I implemented a first version of this, attached below. This is work in progress, there will be more work to do. But it seems to mostly work, so I wanted that you have the chance to look at it and see what my idea is and tell me your opinion. The patch makes later transactions wait for earlier transactions to commit before committing themselves. The waiting probably looks more complex than necessary, but this is because I prepared for integration with group commit. For now transactions will be committed one at a time, in order. Later I want to implement that if transaction T2 waits for T1, then T1 and T2 will be committed together. This could maybe give a nice speedup if --sync-binlog=1. The waiting stuff in sql_class.cc is prepared for this. There were three new test failures: rpl.rpl_semi_sync, rpl.rpl_row_001, and rpl.rpl_row_inexist_tbl. I will look into that later, but wanted to send you the patch as early as possible. If you want, you can try to test it for performance against no ordering. Do let me know if there are problems, I will try to fix it. - Kristian.
Kristian Nielsen
The patch makes later transactions wait for earlier transactions to commit before committing themselves.
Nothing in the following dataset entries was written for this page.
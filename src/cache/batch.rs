//! Bounded-concurrency fan-out for batch operations.
//!
//! Every item runs as its own task on a [`JoinSet`], gated by a counting
//! [`Semaphore`]. Items are independent: one failure never aborts the
//! others, and completions arrive in no particular order.

use std::future::Future;
use std::sync::Arc;

use tokio::sync::Semaphore;
use tokio::task::JoinSet;
use tokio_util::sync::CancellationToken;

use super::error::{CacheError, Result};

/// Runs per-item operations with at most `limit` in flight.
#[derive(Debug, Clone)]
pub struct BatchRunner {
    limit: usize,
}

impl BatchRunner {
    pub fn new(limit: usize) -> Self {
        Self { limit: limit.max(1) }
    }

    pub fn limit(&self) -> usize {
        self.limit
    }

    /// Run `op` for every item and collect `(index, outcome)` pairs.
    ///
    /// Items still waiting or running when `cancel` fires resolve to
    /// [`CacheError::Cancelled`]; when `stop` fires they resolve to
    /// [`CacheError::Stopped`]. The output holds one pair per input item.
    pub async fn run<T, R, F, Fut>(
        &self,
        items: Vec<T>,
        cancel: &CancellationToken,
        stop: &CancellationToken,
        op: F,
    ) -> Vec<(usize, Result<R>)>
    where
        R: Send + 'static,
        F: Fn(T) -> Fut,
        Fut: Future<Output = Result<R>> + Send + 'static,
    {
        let semaphore = Arc::new(Semaphore::new(self.limit));
        let mut join_set = JoinSet::new();
        let total = items.len();

        for (index, item) in items.into_iter().enumerate() {
            let work = op(item);
            let sem = Arc::clone(&semaphore);
            let cancel = cancel.clone();
            let stop = stop.clone();

            join_set.spawn(async move {
                let outcome = tokio::select! {
                    biased;
                    () = stop.cancelled() => Err(CacheError::Stopped),
                    () = cancel.cancelled() => Err(CacheError::Cancelled),
                    result = async {
                        let _permit = sem.acquire_owned().await.map_err(|_| CacheError::Stopped)?;
                        work.await
                    } => result,
                };
                (index, outcome)
            });
        }

        let mut outcomes = Vec::with_capacity(total);
        let mut reported = vec![false; total];
        let mut failure = None;
        while let Some(joined) = join_set.join_next().await {
            match joined {
                Ok((index, outcome)) => {
                    reported[index] = true;
                    outcomes.push((index, outcome));
                }
                Err(e) => {
                    tracing::warn!(error = %e, "batch worker failed");
                    failure = Some(e.to_string());
                }
            }
        }

        // A worker that panicked never reported its index.
        if let Some(reason) = failure {
            for (index, _) in reported.iter().enumerate().filter(|(_, done)| !**done) {
                outcomes.push((index, Err(CacheError::Worker(reason.clone()))));
            }
        }
        outcomes
    }
}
Hm, I now realise a problem with this approach :-/ The problem is with MyISAM tables, or other tables that use table-level locking instead of row-level locking. If transactions T1 and T2 both update the same table mytable, then it can happen that T2 runs first and gets a table lock on table mytable. T1 then has to wait for T2 to commit, after which the table lock is released. But T2 will never commit, it will wait for T1 to commit first with my patch. Thus we have a deadlock. One way to fix this could be to extend your algorithm for detecting conflicts between different transactions. If some table T uses table-level locking, then put into the hash just the table name, without any primary key values. Then any two such transactions will be considered conflicting, and we avoid the deadlock. No loss of parallelism should occur, as two updates to the same MyISAM table can anyway not run in parallel. So there seems to be a solution, but it is somewhat more complex that I had hoped. I will ask Monty to help if/how the code can know in general that a table uses table-level locking. I also worry that there can be other problems that can cause such a deadlock. This would be bad, as it would require the user/DBA to discover this and manually kill the stuck thread. On the other hand, it would be really nice to get in-order commit, this will make it much easier to integrate the parallel replication into MariaDB. For example, I do not know how to get this parallel replication working properly with global transaction ID without in-order commit. - Kristian.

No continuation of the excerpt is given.